Inside the controller, Devise exposes current_user as a helper and memoizes it on the controller instance, commonly as @current_user.

Inside deeper application code, Current.user may hold a copy of that identity, but only if the controller or framework code explicitly placed it there for the current execution context.

After execution completes, Rails clears CurrentAttributes and unwinds the execution context through the Executor, so the thread- or fiber-local execution state does not become the next request’s identity.

The method feels like a single answer because Rails and Devise make the handoffs smooth. In production, it is a series of scoped owners with different lifetimes.

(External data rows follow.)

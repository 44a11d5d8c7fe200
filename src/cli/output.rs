//! Output formatting for the flowlog-stacks CLI
//!
//! Human output is colored unless disabled; JSON output emits one document
//! per call so results can be piped into other tools.

use colored::Colorize;
use serde_json::Value;
use std::io::{self, Write};
use std::time::{Duration, Instant};

/// Output formatter for different output modes
pub struct OutputFormatter {
    /// Use colored output
    use_color: bool,
    /// JSON output mode
    json_mode: bool,
    /// Verbosity level
    verbosity: u8,
    /// Start time for duration calculations
    start_time: Instant,
}

impl OutputFormatter {
    /// Create a new output formatter
    pub fn new(use_color: bool, json_mode: bool, verbosity: u8) -> Self {
        // Respect NO_COLOR environment variable
        let use_color = use_color && std::env::var("NO_COLOR").is_err();

        Self {
            use_color,
            json_mode,
            verbosity,
            start_time: Instant::now(),
        }
    }

    /// True when JSON output was requested
    pub fn is_json(&self) -> bool {
        self.json_mode
    }

    /// Print a banner/header
    pub fn banner(&self, title: &str) {
        if self.json_mode {
            return;
        }

        let line = "=".repeat(title.len() + 4);
        if self.use_color {
            println!("\n{}", line.bright_blue());
            println!("{}", format!("  {title}  ").bright_blue().bold());
            println!("{}\n", line.bright_blue());
        } else {
            println!("\n{line}");
            println!("  {title}  ");
            println!("{line}\n");
        }
    }

    /// Print a section header
    pub fn section(&self, title: &str) {
        if self.json_mode {
            return;
        }

        if self.use_color {
            println!("\n{}", title.cyan().bold());
            println!("{}", "-".repeat(title.len()).cyan());
        } else {
            println!("\n{title}");
            println!("{}", "-".repeat(title.len()));
        }
    }

    /// Print a stack header
    pub fn stack_header(&self, stack_name: &str) {
        if self.json_mode {
            return;
        }

        let header = format!("STACK [{stack_name}]");
        let stars = "*".repeat(80_usize.saturating_sub(header.len()));

        if self.use_color {
            println!("\n{} {}", header.bright_white().bold(), stars.bright_black());
        } else {
            println!("\n{header} {stars}");
        }
    }

    /// Emit a JSON document (pretty-printed)
    pub fn json(&self, value: &Value) {
        println!("{value:#}");
    }

    /// Print raw text exactly as given (documents, DOT graphs)
    pub fn raw(&self, text: &str) {
        println!("{text}");
    }

    /// Print an error message
    pub fn error(&self, message: &str) {
        if self.json_mode {
            let err = serde_json::json!({
                "type": "error",
                "message": message
            });
            eprintln!("{err}");
            return;
        }

        if self.use_color {
            eprintln!("{} {}", "ERROR:".red().bold(), message);
        } else {
            eprintln!("ERROR: {message}");
        }
    }

    /// Print a warning message
    pub fn warning(&self, message: &str) {
        if self.json_mode {
            let warn = serde_json::json!({
                "type": "warning",
                "message": message
            });
            eprintln!("{warn}");
            return;
        }

        if self.use_color {
            eprintln!("{} {}", "WARNING:".yellow().bold(), message);
        } else {
            eprintln!("WARNING: {message}");
        }
    }

    /// Print a hint message
    pub fn hint(&self, message: &str) {
        if self.json_mode {
            return;
        }

        if self.use_color {
            eprintln!("{} {}", "HINT:".cyan().bold(), message);
        } else {
            eprintln!("HINT: {message}");
        }
    }

    /// Print an info message (respects verbosity)
    pub fn info(&self, message: &str) {
        if self.verbosity < 1 || self.json_mode {
            return;
        }

        if self.use_color {
            println!("{} {}", "INFO:".blue(), message);
        } else {
            println!("INFO: {message}");
        }
    }

    /// Print a debug message (requires higher verbosity)
    pub fn debug(&self, message: &str) {
        if self.verbosity < 2 || self.json_mode {
            return;
        }

        if self.use_color {
            println!("{} {}", "DEBUG:".magenta(), message);
        } else {
            println!("DEBUG: {message}");
        }
    }

    /// Print a success line
    pub fn success(&self, message: &str) {
        if self.json_mode {
            return;
        }

        if self.use_color {
            println!("{}", message.green().bold());
        } else {
            println!("{message}");
        }
    }

    /// Print a list of items
    pub fn list(&self, title: &str, items: &[String]) {
        if self.use_color {
            println!("\n{}:", title.bright_white().bold());
        } else {
            println!("\n{title}:");
        }

        for item in items {
            if self.use_color {
                println!("  {} {}", "-".bright_black(), item);
            } else {
                println!("  - {item}");
            }
        }
    }

    /// Print a table
    pub fn table(&self, headers: &[&str], rows: &[Vec<String>]) {
        // Calculate column widths
        let mut widths: Vec<usize> = headers.iter().map(|h| h.len()).collect();
        for row in rows {
            for (i, cell) in row.iter().enumerate() {
                if i < widths.len() {
                    widths[i] = widths[i].max(cell.len());
                }
            }
        }

        let header_line = join_cells(headers.iter().copied(), &widths);
        if self.use_color {
            println!("{}", header_line.bright_white().bold());
        } else {
            println!("{header_line}");
        }

        let sep: Vec<String> = widths.iter().map(|w| "-".repeat(*w)).collect();
        if self.use_color {
            println!("{}", sep.join("-+-").bright_black());
        } else {
            println!("{}", sep.join("-+-"));
        }

        for row in rows {
            println!("{}", join_cells(row.iter().map(String::as_str), &widths));
        }
    }

    /// Print how long the command took
    pub fn elapsed(&self, what: &str) {
        if self.json_mode {
            return;
        }

        let duration_str = format_duration(self.start_time.elapsed());
        if self.use_color {
            println!("\n{} {}", format!("{what} took").bright_black(), duration_str.bright_white());
        } else {
            println!("\n{what} took {duration_str}");
        }
    }

    /// Flush stdout
    pub fn flush(&self) {
        let _ = io::stdout().flush();
    }
}

fn join_cells<'a>(cells: impl Iterator<Item = &'a str>, widths: &[usize]) -> String {
    cells
        .zip(widths)
        .map(|(cell, width)| format!("{cell:width$}"))
        .collect::<Vec<_>>()
        .join(" | ")
}

/// Format a duration as a human-readable string
fn format_duration(duration: Duration) -> String {
    let secs = duration.as_secs();
    let millis = duration.subsec_millis();

    if secs >= 60 {
        format!("{}m {}s", secs / 60, secs % 60)
    } else if secs > 0 {
        format!("{secs}.{millis:03}s")
    } else {
        format!("{millis}ms")
    }
}

#[cfg(test)]
mod tests {
    use super::*;

    #[test]
    fn test_format_duration() {
        assert_eq!(format_duration(Duration::from_millis(500)), "500ms");
        assert_eq!(format_duration(Duration::from_secs(5)), "5.000s");
        assert_eq!(format_duration(Duration::from_secs(65)), "1m 5s");
    }

    #[test]
    fn test_join_cells_pads_columns() {
        let line = join_cells(["a", "bb"].into_iter(), &[3, 2]);
        assert_eq!(line, "a   | bb");
    }

    #[test]
    fn test_json_mode_flag() {
        assert!(OutputFormatter::new(false, true, 0).is_json());
        assert!(!OutputFormatter::new(false, false, 0).is_json());
    }
}
//! # flowlog-stacks - VPC Flow Log Stacks for Terraform
//!
//! flowlog-stacks declares two alternative ways of capturing the flow logs of
//! a VPC and synthesizes them to Terraform JSON. Nothing is provisioned here:
//! the synthesized documents are handed to `terraform plan`/`apply`.
//!
//! ## Core Concepts
//!
//! - **Settings**: VPC id, region and tags every resource is derived from
//! - **Resources**: typed value objects for each Terraform resource
//! - **Stacks**: a provider plus resources and named outputs
//! - **Dependency graph**: references and `depends_on` edges between resources
//! - **Synthesis**: rendering the app to `cdk.tf.json` files plus a manifest
//!
//! ## Architecture Overview
//!
//! ```text
//! ┌─────────────────────────────────────────────────────────────────────┐
//! │                           CLI Interface                              │
//! │                    (clap-based command parsing)                      │
//! └─────────────────────────────────────────────────────────────────────┘
//!                                    │
//!                                    ▼
//! ┌─────────────────────────────────────────────────────────────────────┐
//! │                     Settings (file + env + flags)                    │
//! └─────────────────────────────────────────────────────────────────────┘
//!                                    │
//!          ┌─────────────────────────┴─────────────────────────┐
//!          ▼                                                   ▼
//! ┌─────────────────────┐                           ┌─────────────────────┐
//! │   vpc-flowlogs-s3   │                           │vpc-flowlogs-loggroup│
//! │ (bucket, flow log)  │                           │ (log group, role,   │
//! │                     │                           │  policy, flow log)  │
//! └─────────────────────┘                           └─────────────────────┘
//!          │                                                   │
//!          └─────────────────────────┬─────────────────────────┘
//!                                    ▼
//! ┌─────────────────────────────────────────────────────────────────────┐
//! │                 Synthesis (cdktf.out/stacks/*/cdk.tf.json)           │
//! └─────────────────────────────────────────────────────────────────────┘
//! ```
//!
//! ## Quick Example
//!
//! ```rust,no_run
//! use flowlog_stacks::prelude::*;
//! use std::collections::BTreeMap;
//! use std::path::Path;
//!
//! fn main() -> Result<()> {
//!     let tags = BTreeMap::from([("team".to_string(), "network".to_string())]);
//!     let settings = Settings::new("vpc-0abc123", tags);
//!
//!     let app = build_app(&settings)?;
//!     let manifest = app.write(Path::new("cdktf.out"))?;
//!     println!("{} stacks written", manifest.stacks.len());
//!     Ok(())
//! }
//! ```

#![warn(clippy::all)]
#![allow(clippy::module_name_repetitions)]

// Re-export commonly used items in prelude
pub mod prelude {
    //! Convenient re-exports of commonly used types and traits.

    // Error handling
    pub use crate::error::{Error, Result};

    // Settings
    pub use crate::config::Settings;

    // Plan assembly
    pub use crate::plan::{App, Manifest, ResourceGraph, ResourceRef, Stack};

    // Resources
    pub use crate::resources::{AwsProvider, FlowLog, Resource, TrafficType};

    // Stacks
    pub use crate::stacks::{build_app, LOG_GROUP_STACK_NAME, S3_STACK_NAME};

    // Field format
    pub use crate::log_format::{escaped_log_format, log_format, FIELD_NAMES};
}

// ============================================================================
// Core Modules
// ============================================================================

/// Error types and result aliases.
///
/// This module provides the main [`Error`](error::Error) enum covering settings,
/// graph wiring, policy validation, serialization and IO failures.
pub mod error;

/// Settings loading, merging and validation.
pub mod config;

/// Terraform expressions: literals, references and interpolation.
pub mod expr;

/// The flow log record format.
pub mod log_format;

// ============================================================================
// Resource Model
// ============================================================================

/// IAM policy documents.
pub mod policy;

/// Typed Terraform resources and the AWS provider block.
pub mod resources;

// ============================================================================
// Plan Assembly
// ============================================================================

/// Stacks, dependency graphs and synthesis.
///
/// A [`Stack`](plan::Stack) validates each resource as it is declared and
/// records its dependencies; an [`App`](plan::App) synthesizes stacks to
/// Terraform JSON.
pub mod plan;

/// The S3 and CloudWatch log group flow-log stacks.
pub mod stacks;
#[cfg(test)]
mod tests {
    use super::*;
    use approx::assert_abs_diff_eq;
    use ndarray::array;

    fn eval(basis: &OrthPolyBasis, x: f64, deriv: i32) -> Vec<f64> {
        let mut out = vec![0.0; basis.n_basis()];
        let mut scratch = vec![0.0; basis.n_scratch()];
        basis
            .evaluate(&mut out, &mut scratch, x, deriv)
            .expect("evaluation should succeed");
        out
    }

    #[test]
    fn raw_degree_two_without_intercept_returns_the_plain_powers() {
        let basis = OrthPolyBasis::raw(2, false);
        let values = eval(&basis, 2.0, 0);
        assert_eq!(values.len(), 2);
        assert_abs_diff_eq!(values[0], 2.0, epsilon = 1e-14);
        assert_abs_diff_eq!(values[1], 4.0, epsilon = 1e-14);
    }

    #[test]
    fn raw_with_intercept_starts_at_one() {
        let basis = OrthPolyBasis::raw(3, true);
        let values = eval(&basis, 1.5, 0);
        let expected = [1.0, 1.5, 2.25, 3.375];
        for (v, e) in values.iter().zip(expected.iter()) {
            assert_abs_diff_eq!(v, e, epsilon = 1e-12);
        }
    }

    #[test]
    fn raw_first_derivative_follows_the_power_rule() {
        let basis = OrthPolyBasis::raw(3, true);
        let values = eval(&basis, 2.0, 1);
        // d/dx of 1, x, x^2, x^3 at 2.
        let expected = [0.0, 1.0, 4.0, 12.0];
        for (v, e) in values.iter().zip(expected.iter()) {
            assert_abs_diff_eq!(v, e, epsilon = 1e-12);
        }
    }

    #[test]
    fn raw_second_derivative_without_intercept() {
        let basis = OrthPolyBasis::raw(3, false);
        let values = eval(&basis, 2.0, 2);
        // d2/dx2 of x, x^2, x^3 at 2.
        let expected = [0.0, 2.0, 12.0];
        for (v, e) in values.iter().zip(expected.iter()) {
            assert_abs_diff_eq!(v, e, epsilon = 1e-12);
        }
    }

    #[test]
    fn raw_antiderivative_is_the_definite_integral_from_the_lower_limit() {
        let mut basis = OrthPolyBasis::raw(2, true);
        basis.set_lower_limit(1.0);
        let values = eval(&basis, 3.0, -1);
        // Integrals of 1, x, x^2 over [1, 3].
        let expected = [2.0, 4.0, 26.0 / 3.0];
        for (v, e) in values.iter().zip(expected.iter()) {
            assert_abs_diff_eq!(v, e, epsilon = 1e-12);
        }
    }

    #[test]
    fn raw_antiderivative_without_intercept() {
        let mut basis = OrthPolyBasis::raw(2, false);
        basis.set_lower_limit(0.0);
        let values = eval(&basis, 2.0, -1);
        // Integrals of x, x^2 over [0, 2].
        let expected = [2.0, 8.0 / 3.0];
        for (v, e) in values.iter().zip(expected.iter()) {
            assert_abs_diff_eq!(v, e, epsilon = 1e-12);
        }
    }

    #[test]
    fn fitted_basis_reproduces_its_evaluation_matrix() {
        let x = array![-2.0, -1.0, -0.5, 0.0, 0.5, 1.0, 2.0, 3.0];
        let (basis, matrix) =
            OrthPolyBasis::from_data(x.view(), 3, false).expect("sample is non-degenerate");
        for (i, &xi) in x.iter().enumerate() {
            let values = eval(&basis, xi, 0);
            for (j, &v) in values.iter().enumerate() {
                assert_abs_diff_eq!(v, matrix[[i, j]], epsilon = 1e-10);
            }
        }
    }

    #[test]
    fn fitted_columns_are_orthonormal_over_the_sample() {
        let x = array![-1.5, -1.0, -0.25, 0.0, 0.3, 0.8, 1.1, 1.9, 2.4];
        let (_, matrix) =
            OrthPolyBasis::from_data(x.view(), 3, false).expect("sample is non-degenerate");
        let gram = matrix.t().dot(&matrix);
        for i in 0..gram.nrows() {
            for j in 0..gram.ncols() {
                let expected = if i == j { 1.0 } else { 0.0 };
                assert_abs_diff_eq!(gram[[i, j]], expected, epsilon = 1e-10);
            }
        }
    }

    #[test]
    fn orthogonalized_derivative_matches_central_differences() {
        let x = array![-2.0, -1.2, -0.7, 0.0, 0.4, 1.0, 1.6, 2.2];
        let (basis, _) =
            OrthPolyBasis::from_data(x.view(), 3, true).expect("sample is non-degenerate");
        let h = 1e-6;
        for &xi in &[-0.9, 0.2, 1.3] {
            let up = eval(&basis, xi + h, 0);
            let down = eval(&basis, xi - h, 0);
            let analytic = eval(&basis, xi, 1);
            for j in 0..basis.n_basis() {
                let numeric = (up[j] - down[j]) / (2.0 * h);
                assert_abs_diff_eq!(numeric, analytic[j], epsilon = 1e-5);
            }
        }
    }

    #[test]
    fn orthogonalized_antiderivative_differentiates_back_to_the_value() {
        let x = array![-2.0, -1.2, -0.7, 0.0, 0.4, 1.0, 1.6, 2.2];
        let (mut basis, _) =
            OrthPolyBasis::from_data(x.view(), 3, true).expect("sample is non-degenerate");
        basis.set_lower_limit(-1.0);
        let h = 1e-6;
        for &b in &[-0.5, 0.6, 1.8] {
            let up = eval(&basis, b + h, -1);
            let down = eval(&basis, b - h, -1);
            let value = eval(&basis, b, 0);
            for j in 0..basis.n_basis() {
                let numeric = (up[j] - down[j]) / (2.0 * h);
                assert_abs_diff_eq!(numeric, value[j], epsilon = 1e-5);
            }
        }
    }

    #[test]
    fn too_few_sample_points_fail_construction() {
        let x = array![0.0, 1.0];
        assert!(matches!(
            OrthPolyBasis::from_data(x.view(), 3, false).unwrap_err(),
            BasisError::DegenerateSample { .. }
        ));
    }

    #[test]
    fn coincident_sample_points_fail_construction() {
        let x = array![1.0, 1.0, 1.0, 1.0, 1.0];
        assert!(matches!(
            OrthPolyBasis::from_data(x.view(), 2, false).unwrap_err(),
            BasisError::DegenerateSample { .. }
        ));
    }

    #[test]
    fn mismatched_recurrence_lengths_are_rejected() {
        assert!(matches!(
            OrthPolyBasis::orthogonal(vec![0.0, 0.0], vec![1.0, 4.0], false).unwrap_err(),
            BasisError::InvalidRecurrence
        ));
    }
}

The debugging reflex is to treat strange current_user behavior as a lifecycle question, not just a helper return value question. Ask which layer reconstructed the identity, which scope cached it, which execution context copied it, and whether the code has crossed the boundary where “current” stopped meaning anything.

1

Warden’s manager middleware installs env[“warden”] = Proxy.new(env, self): Warden::Manager.

2

Warden’s session serializer reads and writes scoped session keys such as "warden.user.#{scope}.key” through env[“rack.session”]: Warden::SessionSerializer.

3

Warden’s proxy keeps a per-request @users hash, fetches session-backed users through the session serializer, and records fetched users with set_user(..., event: :fetch): Warden::Proxy.

4

Devise’s generated mapping helpers define current_#{mapping} in terms of warden.authenticate(scope: ...), memoized in an instance variable: Devise::Controllers::Helpers.

5

Rails’ isolated execution state supports thread and fiber isolation levels, with thread isolation as the default in the linked version: ActiveSupport::IsolatedExecutionState.

6

Active Support’s railtie wires execution context and CurrentAttributes.clear_all into executor callbacks: ActiveSupport::Railtie.